はじめに
「〇〇」を感覚的に理解するシリーズをしばらく書いてみようと思います。
私自身、データサイエンティストにあるまじきほど“感覚派”で、ついつい数式よりも雰囲気で理解しようとしてしまいます。
でも実は、そんな自分でも「なんとなくわかってきた」と思える瞬間があって、同じように統計や時系列でつまずいた人の助けになればうれしいです。
今回は、時系列モデルの中でも最初に出てくる「ARモデル」について、ざっくりとした感覚で紹介していきます。
ARモデルとは?
AR(Autoregressive)モデルは日本語で「自己回帰モデル」と呼ばれます。
名前の通り、「過去の自分の値に影響される」というシンプルなルールを持った時系列モデルです。

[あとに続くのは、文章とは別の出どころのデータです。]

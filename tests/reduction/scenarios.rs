//! The concrete reduction scenarios, all seeded from `Pcg32::new(1)`.
//!
//! Every destination is pre-filled with the `-1` overwrite sentinel first,
//! confirming the kernel always replaces it rather than folding it in.

use gpureduce::{reduce_and, reduce_maxandargmax, reduce_minandargmin, reduce_prodnz, reduce_sum};

use crate::pcg::Pcg32;
use crate::support::{contiguous_strides, sentinel_f32, sentinel_u32, tensor};
use gpureduce::{Context, TensorDesc};

#[test]
fn test_scenario_3d_maxandargmax_reduce_0_2() {
    let ctx = Context::try_default().unwrap();
    let mut rng = Pcg32::new(1);
    let shape = [32usize, 50, 79];
    let data: Vec<f32> = (0..32 * 50 * 79).map(|_| rng.rand01()).collect();
    let strides = contiguous_strides(&shape);

    let src = tensor(&ctx, &shape, &data);
    let dst = sentinel_f32(&ctx, &[50]);
    let dst_idx = sentinel_u32(&ctx, &[50]);

    reduce_maxandargmax(&ctx, &dst, &dst_idx, &src, &[0, 2]).unwrap();
    ctx.poll().unwrap();

    let values = ctx.read_buffer(dst.buffer()).unwrap();
    let indices = ctx.read_buffer(dst_idx.buffer()).unwrap();

    for j in 0..50 {
        let mut best = f32::MIN;
        let mut best_idx = (0usize, 0usize);
        for i in 0..32 {
            for k in 0..79 {
                let v = data[(i as isize * strides[0] + j as isize * strides[1] + k as isize * strides[2]) as usize];
                if v > best {
                    best = v;
                    best_idx = (i, k);
                }
            }
        }
        assert!((values[j] - best).abs() < 1e-6);
        assert_eq!(indices[j] as usize, best_idx.0 * 79 + best_idx.1);
    }
}

#[test]
fn test_scenario_3d_maxandargmax_reduce_2_0_transposes_digits() {
    let ctx = Context::try_default().unwrap();
    let mut rng = Pcg32::new(1);
    let shape = [32usize, 50, 79];
    let data: Vec<f32> = (0..32 * 50 * 79).map(|_| rng.rand01()).collect();
    let strides = contiguous_strides(&shape);

    let src = tensor(&ctx, &shape, &data);
    let dst_forward = sentinel_f32(&ctx, &[50]);
    let idx_forward = sentinel_u32(&ctx, &[50]);
    reduce_maxandargmax(&ctx, &dst_forward, &idx_forward, &src, &[0, 2]).unwrap();
    ctx.poll().unwrap();
    let forward_values = ctx.read_buffer(dst_forward.buffer()).unwrap();
    let forward_indices = ctx.read_buffer(idx_forward.buffer()).unwrap();

    let src = tensor(&ctx, &shape, &data);
    let dst_reversed = sentinel_f32(&ctx, &[50]);
    let idx_reversed = sentinel_u32(&ctx, &[50]);
    reduce_maxandargmax(&ctx, &dst_reversed, &idx_reversed, &src, &[2, 0]).unwrap();
    ctx.poll().unwrap();
    let reversed_values = ctx.read_buffer(dst_reversed.buffer()).unwrap();
    let reversed_indices = ctx.read_buffer(idx_reversed.buffer()).unwrap();

    for j in 0..50 {
        assert!((forward_values[j] - reversed_values[j]).abs() < 1e-6);
        let i = forward_indices[j] as usize / 79;
        let k = forward_indices[j] as usize % 79;
        assert_eq!(reversed_indices[j] as usize, k * 32 + i);
    }
}

#[test]
fn test_scenario_8d_minandargmin_reduce_2_4_7_5() {
    // src.shape = [1171, 373, 2, 1, 2, 1, 2, 1], reducing axes {2, 4, 7, 5}.
    // Axes 3, 6 stay free alongside 0 and 1; axes 7 and 5 have length 1, so
    // only axes 2 and 4 (each length 2) actually vary the winning index —
    // every other digit in the reduce-axis-order weighting collapses to 0.
    let ctx = Context::try_default().unwrap();
    let shape = [1171usize, 373, 2, 1, 2, 1, 2, 1];
    let strides = contiguous_strides(&shape);
    let total: usize = shape.iter().product();

    let mut rng = Pcg32::new(1);
    let data: Vec<f32> = (0..total).map(|_| rng.rand01()).collect();

    let src = tensor(&ctx, &shape, &data);
    let dst_shape = [1171usize, 373, 1, 2];
    let dst = sentinel_f32(&ctx, &dst_shape);
    let dst_idx = sentinel_u32(&ctx, &dst_shape);

    reduce_minandargmin(&ctx, &dst, &dst_idx, &src, &[2, 4, 7, 5]).unwrap();
    ctx.poll().unwrap();

    let values = ctx.read_buffer(dst.buffer()).unwrap();
    let indices = ctx.read_buffer(dst_idx.buffer()).unwrap();

    // Spot-check representative free cells rather than all ~874k of them.
    let sample_points = [(0usize, 0usize, 0usize), (3, 100, 1), (1170, 372, 1)];
    for &(i, j, o) in &sample_points {
        let dst_flat = (i * 373 + j) * 2 + o;
        let mut best = f32::MAX;
        let mut best_km = (0usize, 0usize);
        for k in 0..2 {
            for m in 0..2 {
                let off = i as isize * strides[0]
                    + j as isize * strides[1]
                    + k as isize * strides[2]
                    + m as isize * strides[4]
                    + o as isize * strides[6];
                let v = data[off as usize];
                if v < best {
                    best = v;
                    best_km = (k, m);
                }
            }
        }
        assert!((values[dst_flat] - best).abs() < 1e-6);
        assert_eq!(indices[dst_flat] as usize, best_km.0 * 2 + best_km.1);
    }
}

#[test]
fn test_scenario_reduce_all_sum() {
    let ctx = Context::try_default().unwrap();
    let mut rng = Pcg32::new(1);
    let shape = [32usize, 50, 79];
    let total: usize = shape.iter().product();
    let data: Vec<f32> = (0..total).map(|_| rng.rand01()).collect();
    let naive: f64 = data.iter().map(|&v| f64::from(v)).sum();

    let src = tensor(&ctx, &shape, &data);
    let dst = sentinel_f32(&ctx, &[]);

    reduce_sum(&ctx, &dst, &src, &[0, 1, 2]).unwrap();
    ctx.poll().unwrap();

    let result = f64::from(ctx.read_buffer(dst.buffer()).unwrap()[0]);
    assert!((result - naive).abs() / naive.abs() < 1e-4, "{result} vs {naive}");
}

#[test]
fn test_scenario_prodnz_with_10pct_zeros() {
    let ctx = Context::try_default().unwrap();
    let mut rng = Pcg32::new(1);
    let n = 4096;
    let mut data = Vec::with_capacity(n);
    let mut expected = 1.0f64;
    for _ in 0..n {
        let value = 0.95 + 0.1 * rng.rand01();
        let zeroed = rng.rand01() < 0.1;
        let v = if zeroed { 0.0 } else { value };
        if v != 0.0 {
            expected *= f64::from(v);
        }
        data.push(v);
    }

    let src = tensor(&ctx, &[n], &data);
    let dst = sentinel_f32(&ctx, &[]);

    reduce_prodnz(&ctx, &dst, &src, &[0]).unwrap();
    ctx.poll().unwrap();

    let result = f64::from(ctx.read_buffer(dst.buffer()).unwrap()[0]);
    assert!((result - expected).abs() / expected.abs() < 1e-3, "{result} vs {expected}");
}

#[test]
fn test_scenario_bitwise_and_saturated_u32() {
    let ctx = Context::try_default().unwrap();
    let mut rng = Pcg32::new(1);
    let n = 512;
    // Biased toward mostly-set bits so the AND fold exercises real masking
    // rather than degenerating to all-zero after a few elements.
    let data: Vec<u32> = (0..n).map(|_| rng.next_u32() | 0xffff_0000).collect();
    let expected = data.iter().fold(0xffff_ffffu32, |acc, &v| acc & v);

    let src = tensor(&ctx, &[n], &data);
    let dst = sentinel_u32(&ctx, &[]);

    reduce_and(&ctx, &dst, &src, &[0]).unwrap();
    ctx.poll().unwrap();

    assert_eq!(ctx.read_buffer(dst.buffer()).unwrap()[0], expected);
}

たとえば、昨日の体重が今日の体重にちょっと影響する――そんな「昨日の延長線上に今日がある」ようなデータに向いています。
昨日と似た値が出やすいとか、反動で逆方向に動きやすいといった「クセのある連続性」を捉えるのが得意です。
モデルの数式は以下のようになります(「p」は過去何日分を見るかという意味です):
X_t = c + \sum_{i=1}^{p} \phi_i\, X_{t-i} + \varepsilon_t,\qquad \varepsilon_t \sim \mathcal{N}(0,\sigma^2)
もっと簡単に言うと、
「今日の値 = 定数 + 過去の値 × 重み + ちょっとした誤差」
みたいな感じです。
特に、1日前の値だけを見る AR(1) モデルはこんな式になります:
X_t = c + \phi_1\, X_{t-1} + \varepsilon_t
定常性って何やねん
「定常性」とは、データを生み出している確率的な仕組み(=分布)が時間とともに変わらないことを指します。
たとえば、毎日同じ“くじ引き”から値が出てくるような状態が定常です。
一方で、途中から別のくじ引き(=違う分布)になってしまったら、同じモデルで扱うのはしんどいですよね。
これがいわゆる非定常な状態です。
ただし、「昨日の値に引きずられる」といった自己依存があること自体は問題ありません。
むしろARモデルはその**ラグ(何日前まで遡るか)**に依存する構造を前提としています。
つまり、過去との関係(ラグ依存)はあっても、背後の確率モデル自体が時間によって変わっていないなら、定常とみなしてOKです。
誤差項って何やねん
ARモデルの式に出てくる「(\varepsilon_t)」は、誤差項(ごさこう)やノイズと呼ばれる部分です。
これは「人間には予測できないブレ」みたいなもので、たとえば「昨日まで順調にダイエットしてたのに、今日はケーキを食べた」みたいなイレギュラーな出来事がここに入ります。
この誤差は普通、「平均0でランダムにブレる」という前提で扱います。
個人的な感覚
ARモデルは、個人的には「時間の粘り気(=慣性)」を数式で表しているイメージです。
実務でも、「このデータってどれくらい昨日の影響を引きずってるの?」を知りたいときに使います。
(\phi)(ファイ)という係数が1に近いと「ほぼ昨日の値と同じ」、
逆に0に近いと「昨日は関係なく、ほぼノイズ」みたいな解釈ができます。
おわりに
ARモデルを学び始めた頃は、定常性の前提や AR と MA の違いに悩みました。時系列データはビジネス現場にあふれているのに、適切に扱われないことが多いのが現状です。この記事が、少しでも扱いやすさのヒントになれば嬉しいです。
なお、高次数の AR モデルはほとんど経験がありません。もし活用例をご存じでしたら、ぜひ教えてください。